表題作「真葛ヶ原の決闘」は、弱者に絶えず温かい支援を送る神灯目付役の活躍が光る仇討ち劇。
中川卯之助の父新兵衛は、敵探しに出て十五年、今では病に伏してしまい、やっと見つけた敵から逆に命を狙われていた。父に代わり敵を討とうとする卯之助はわずかに十歳あまり。卯之助の健気さ、新兵衛の無念さに共感した植松頼助、孫市、村国惣十郎の三人の神灯目付役は助太刀を決意する。しかし、敵は卑怯にも六十人もの助勢があった。六十人の敵に、三人の目付役が挑む。目付役が敵討ちの場に選んだのが、真葛ヶ原だった……。
真葛ヶ原とは祇園社の東に位置し、同社の北になる知恩院付近から、現在の円山公園を挟んで双林寺辺りまでをいう。洛中での斬り合いは、京都所司代によって堅く禁じられていて、真葛ヶ原は洛外にあたり、うってつけの場所だった。物語を読んでいて京の地理関係がよくわからず残念になり、江戸時代の京の地図があればなあと思った。『京都時代MAP』がほしくなった。
「梟の夜」では、シリーズで傍役として出てくる人物が殺される事件をめぐって、頼助は、善良なるその人物の死に憤りを覚えて事件解決に乗り出す。事件の背景には、近づく祇園まつりに絡むトラブルが……。
「鳥辺山鴉心中」
祇園社に秘蔵されていた狩野探幽筆の神武天皇東征図が、古びて荒れていたので、経師師(表具屋)へ、補修と表具替えに出されていた。
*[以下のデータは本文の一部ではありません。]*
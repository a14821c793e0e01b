//! Fault injection for atomicity testing.
//!
//! [`FailpointStore`] wraps any [`ReservationStore`] and makes exactly the
//! armed ledger operation fail with
//! [`SchedulerError::StorageUnavailable`]. Tests arm one step of a booking
//! or cancellation, run the call, and assert the post-state of all three
//! ledgers equals the pre-state exactly.

#![allow(clippy::unwrap_used)] // Test infrastructure uses unwrap for simplicity
#![allow(clippy::missing_panics_doc)] // Lock poisoning only happens after a panic elsewhere

use async_trait::async_trait;
use chrono::NaiveDate;
use std::sync::{Arc, Mutex};
use vaxsched_core::error::{Result, SchedulerError};
use vaxsched_core::ledger::{
    AppointmentLedger, AvailabilitySet, InventoryLedger, ReservationStore, UnitOfWork,
};
use vaxsched_core::session::Role;
use vaxsched_core::types::{Appointment, AppointmentId, CaregiverId, VaccineName, VaccineStock};

/// A ledger operation that can be made to fail.
#[derive(Clone, Copy, Debug, PartialEq, Eq)]
pub enum FailOp {
    /// Inventory decrement (booking step 1).
    DecrementDoses,
    /// Inventory increment (cancellation step 3).
    IncrementDoses,
    /// Availability claim (booking step 2).
    ClaimSlot,
    /// Availability release (cancellation step 3).
    ReleaseSlot,
    /// Identifier allocation (booking step 3).
    NextAppointmentId,
    /// Appointment insert (booking step 4).
    InsertAppointment,
    /// Appointment lookup (cancellation step 1).
    FindAppointment,
    /// Appointment delete (cancellation step 3).
    DeleteAppointment,
    /// The commit itself (booking/cancellation step 5).
    Commit,
}

/// Shared switch deciding which operation fails.
#[derive(Clone, Debug, Default)]
pub struct Failpoint {
    armed: Arc<Mutex<Option<FailOp>>>,
}

impl Failpoint {
    /// Create a disarmed failpoint.
    #[must_use]
    pub fn new() -> Self {
        Self::default()
    }

    /// Make `op` fail until [`disarm`](Self::disarm) is called.
    pub fn arm(&self, op: FailOp) {
        *self.armed.lock().unwrap() = Some(op);
    }

    /// Stop injecting failures.
    pub fn disarm(&self) {
        *self.armed.lock().unwrap() = None;
    }

    fn trip(&self, op: FailOp) -> Result<()> {
        if *self.armed.lock().unwrap() == Some(op) {
            return Err(SchedulerError::StorageUnavailable(format!(
                "injected failure at {op:?}"
            )));
        }
        Ok(())
    }
}

/// Store wrapper injecting failures at armed ledger operations.
#[derive(Clone, Debug)]
pub struct FailpointStore<S> {
    inner: S,
    failpoint: Failpoint,
}

impl<S> FailpointStore<S> {
    /// Wrap a store with a disarmed failpoint.
    #[must_use]
    pub fn new(inner: S) -> Self {
        Self {
            inner,
            failpoint: Failpoint::new(),
        }
    }

    /// Handle used to arm and disarm the injected failure.
    #[must_use]
    pub const fn failpoint(&self) -> &Failpoint {
        &self.failpoint
    }

    /// The wrapped store.
    pub const fn inner(&self) -> &S {
        &self.inner
    }
}

#[async_trait]
impl<S: ReservationStore> ReservationStore for FailpointStore<S> {
    async fn begin(&self) -> Result<Box<dyn UnitOfWork>> {
        let inner = self.inner.begin().await?;
        Ok(Box::new(FailpointUnitOfWork {
            inner,
            failpoint: self.failpoint.clone(),
        }))
    }

    async fn list_appointments(&self, identity: &str, role: Role) -> Result<Vec<Appointment>> {
        self.inner.list_appointments(identity, role).await
    }

    async fn available_caregivers(&self, date: NaiveDate) -> Result<Vec<CaregiverId>> {
        self.inner.available_caregivers(date).await
    }

    async fn vaccine_stock(&self) -> Result<Vec<VaccineStock>> {
        self.inner.vaccine_stock().await
    }

    async fn add_doses(&self, vaccine: &VaccineName, n: u32) -> Result<()> {
        self.inner.add_doses(vaccine, n).await
    }

    async fn upload_availability(&self, caregiver: &CaregiverId, date: NaiveDate) -> Result<()> {
        self.inner.upload_availability(caregiver, date).await
    }
}

struct FailpointUnitOfWork {
    inner: Box<dyn UnitOfWork>,
    failpoint: Failpoint,
}

#[async_trait]
impl InventoryLedger for FailpointUnitOfWork {
    async fn decrement_doses(&mut self, vaccine: &VaccineName, n: u32) -> Result<()> {
        self.failpoint.trip(FailOp::DecrementDoses)?;
        self.inner.decrement_doses(vaccine, n).await
    }

    async fn increment_doses(&mut self, vaccine: &VaccineName, n: u32) -> Result<()> {
        self.failpoint.trip(FailOp::IncrementDoses)?;
        self.inner.increment_doses(vaccine, n).await
    }
}

#[async_trait]
impl AvailabilitySet for FailpointUnitOfWork {
    async fn claim_slot(&mut self, date: NaiveDate) -> Result<CaregiverId> {
        self.failpoint.trip(FailOp::ClaimSlot)?;
        self.inner.claim_slot(date).await
    }

    async fn release_slot(&mut self, caregiver: &CaregiverId, date: NaiveDate) -> Result<()> {
        self.failpoint.trip(FailOp::ReleaseSlot)?;
        self.inner.release_slot(caregiver, date).await
    }
}

#[async_trait]
impl AppointmentLedger for FailpointUnitOfWork {
    async fn next_appointment_id(&mut self) -> Result<AppointmentId> {
        self.failpoint.trip(FailOp::NextAppointmentId)?;
        self.inner.next_appointment_id().await
    }

    async fn insert_appointment(&mut self, appointment: &Appointment) -> Result<()> {
        self.failpoint.trip(FailOp::InsertAppointment)?;
        self.inner.insert_appointment(appointment).await
    }

    async fn find_appointment(&mut self, id: AppointmentId) -> Result<Appointment> {
        self.failpoint.trip(FailOp::FindAppointment)?;
        self.inner.find_appointment(id).await
    }

    async fn delete_appointment(&mut self, id: AppointmentId) -> Result<()> {
        self.failpoint.trip(FailOp::DeleteAppointment)?;
        self.inner.delete_appointment(id).await
    }
}

#[async_trait]
impl UnitOfWork for FailpointUnitOfWork {
    async fn commit(self: Box<Self>) -> Result<()> {
        self.failpoint.trip(FailOp::Commit)?;
        self.inner.commit().await
    }
}
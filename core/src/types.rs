//! Domain types for the vaccine appointment scheduler.
//!
//! This module contains the value objects and entities shared by every
//! backend: identifiers for patients, caregivers and vaccines, the three
//! ledger records (stock, slot, appointment), and the result of a successful
//! booking.

use chrono::NaiveDate;
use serde::{Deserialize, Serialize};
use std::fmt;

// ============================================================================
// Identifiers
// ============================================================================

/// Unique identifier for an appointment.
///
/// Wraps the integral value allocated by the storage layer's sequence.
/// Uniqueness across the ledger's lifetime is the hard invariant; ascending
/// allocation is provided by the backends but not relied upon.
#[derive(Clone, Copy, Debug, PartialEq, Eq, PartialOrd, Ord, Hash, Serialize, Deserialize)]
pub struct AppointmentId(i64);

impl AppointmentId {
    /// Create an `AppointmentId` from a raw sequence value.
    #[must_use]
    pub const fn from_i64(id: i64) -> Self {
        Self(id)
    }

    /// Get the inner value.
    #[must_use]
    pub const fn as_i64(&self) -> i64 {
        self.0
    }
}

impl fmt::Display for AppointmentId {
    fn fmt(&self, f: &mut fmt::Formatter<'_>) -> fmt::Result {
        write!(f, "{}", self.0)
    }
}

/// Identity of a registered patient.
#[derive(Clone, Debug, PartialEq, Eq, PartialOrd, Ord, Hash, Serialize, Deserialize)]
pub struct PatientId(String);

impl PatientId {
    /// Create a `PatientId` from a username.
    #[must_use]
    pub fn new(name: impl Into<String>) -> Self {
        Self(name.into())
    }

    /// Get the username as a string slice.
    #[must_use]
    pub fn as_str(&self) -> &str {
        &self.0
    }
}

impl fmt::Display for PatientId {
    fn fmt(&self, f: &mut fmt::Formatter<'_>) -> fmt::Result {
        write!(f, "{}", self.0)
    }
}

/// Identity of a registered caregiver.
///
/// Ordering is the ascending lexical order used both by the schedule listing
/// and by the availability claim tie-break, so what a client sees in a prior
/// availability query is consistent with who actually gets booked.
#[derive(Clone, Debug, PartialEq, Eq, PartialOrd, Ord, Hash, Serialize, Deserialize)]
pub struct CaregiverId(String);

impl CaregiverId {
    /// Create a `CaregiverId` from a username.
    #[must_use]
    pub fn new(name: impl Into<String>) -> Self {
        Self(name.into())
    }

    /// Get the username as a string slice.
    #[must_use]
    pub fn as_str(&self) -> &str {
        &self.0
    }
}

impl fmt::Display for CaregiverId {
    fn fmt(&self, f: &mut fmt::Formatter<'_>) -> fmt::Result {
        write!(f, "{}", self.0)
    }
}

/// Name of a vaccine in the catalog (unique key).
#[derive(Clone, Debug, PartialEq, Eq, PartialOrd, Ord, Hash, Serialize, Deserialize)]
pub struct VaccineName(String);

impl VaccineName {
    /// Create a `VaccineName`.
    #[must_use]
    pub fn new(name: impl Into<String>) -> Self {
        Self(name.into())
    }

    /// Get the name as a string slice.
    #[must_use]
    pub fn as_str(&self) -> &str {
        &self.0
    }
}

impl fmt::Display for VaccineName {
    fn fmt(&self, f: &mut fmt::Formatter<'_>) -> fmt::Result {
        write!(f, "{}", self.0)
    }
}

// ============================================================================
// Ledger records
// ============================================================================

/// Per-vaccine dose counter owned by the inventory ledger.
///
/// `doses` is unsigned: a decrement below zero is rejected by the ledger,
/// never clamped.
#[derive(Clone, Debug, PartialEq, Eq, Serialize, Deserialize)]
pub struct VaccineStock {
    /// Vaccine name (unique key).
    pub name: VaccineName,
    /// Remaining dose count.
    pub doses: u32,
}

/// An offered (caregiver, date) pairing available for booking.
///
/// Created by a caregiver's upload, consumed by a successful booking, and
/// re-created by a successful cancellation. Uniqueness on the pair.
#[derive(Clone, Debug, PartialEq, Eq, PartialOrd, Ord, Hash, Serialize, Deserialize)]
pub struct AvailabilitySlot {
    /// Caregiver offering the slot.
    pub caregiver: CaregiverId,
    /// Calendar date of the slot.
    pub date: NaiveDate,
}

/// A booked appointment.
///
/// Created only inside a successful booking transaction; destroyed only
/// inside a successful cancellation transaction by its owning patient or
/// caregiver.
#[derive(Clone, Debug, PartialEq, Eq, Serialize, Deserialize)]
pub struct Appointment {
    /// Unique appointment identifier.
    pub id: AppointmentId,
    /// Patient who holds the appointment.
    pub patient: PatientId,
    /// Caregiver assigned to the appointment.
    pub caregiver: CaregiverId,
    /// Vaccine whose dose the appointment consumes.
    pub vaccine: VaccineName,
    /// Calendar date of the appointment.
    pub date: NaiveDate,
}

// ============================================================================
// Call results
// ============================================================================

/// Result of a successful booking: the allocated appointment identifier and
/// the caregiver the patient was matched with.
#[derive(Clone, Debug, PartialEq, Eq, Serialize, Deserialize)]
pub struct Booking {
    /// Allocated appointment identifier.
    pub appointment_id: AppointmentId,
    /// Caregiver whose slot was claimed.
    pub caregiver: CaregiverId,
}

#[cfg(test)]
#[allow(clippy::unwrap_used)]
mod tests {
    use super::*;

    #[test]
    fn caregiver_ordering_is_lexical() {
        let alice = CaregiverId::new("alice");
        let bob = CaregiverId::new("bob");
        assert!(alice < bob);
    }

    #[test]
    fn slot_ordering_breaks_ties_by_caregiver() {
        let date = NaiveDate::from_ymd_opt(2024, 7, 1).unwrap();
        let a = AvailabilitySlot { caregiver: CaregiverId::new("alice"), date };
        let b = AvailabilitySlot { caregiver: CaregiverId::new("bob"), date };
        assert!(a < b);
    }

    #[test]
    fn appointment_id_display_is_the_raw_value() {
        assert_eq!(AppointmentId::from_i64(42).to_string(), "42");
    }
}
この名画をめぐる人間模様を描く短篇。博打と金の怖さを痛感した。
作者は、あとがきで
日本人にとって京都は〈あこがれ〉の町だが、いまではさまざまな面で俗悪な町に変わってきている。
と、嘆いている。自身が京都を舞台にして時代小説などで描いている情緒豊かな風情は少ないという。
澤田さんは、時代小説を通して、現代社会の問題や病巣をそこに投影し警鐘を鳴らすことで、われわれに
正しく考え行動するように指し示しているように思われる。ここがその作品の美質の一つであろう。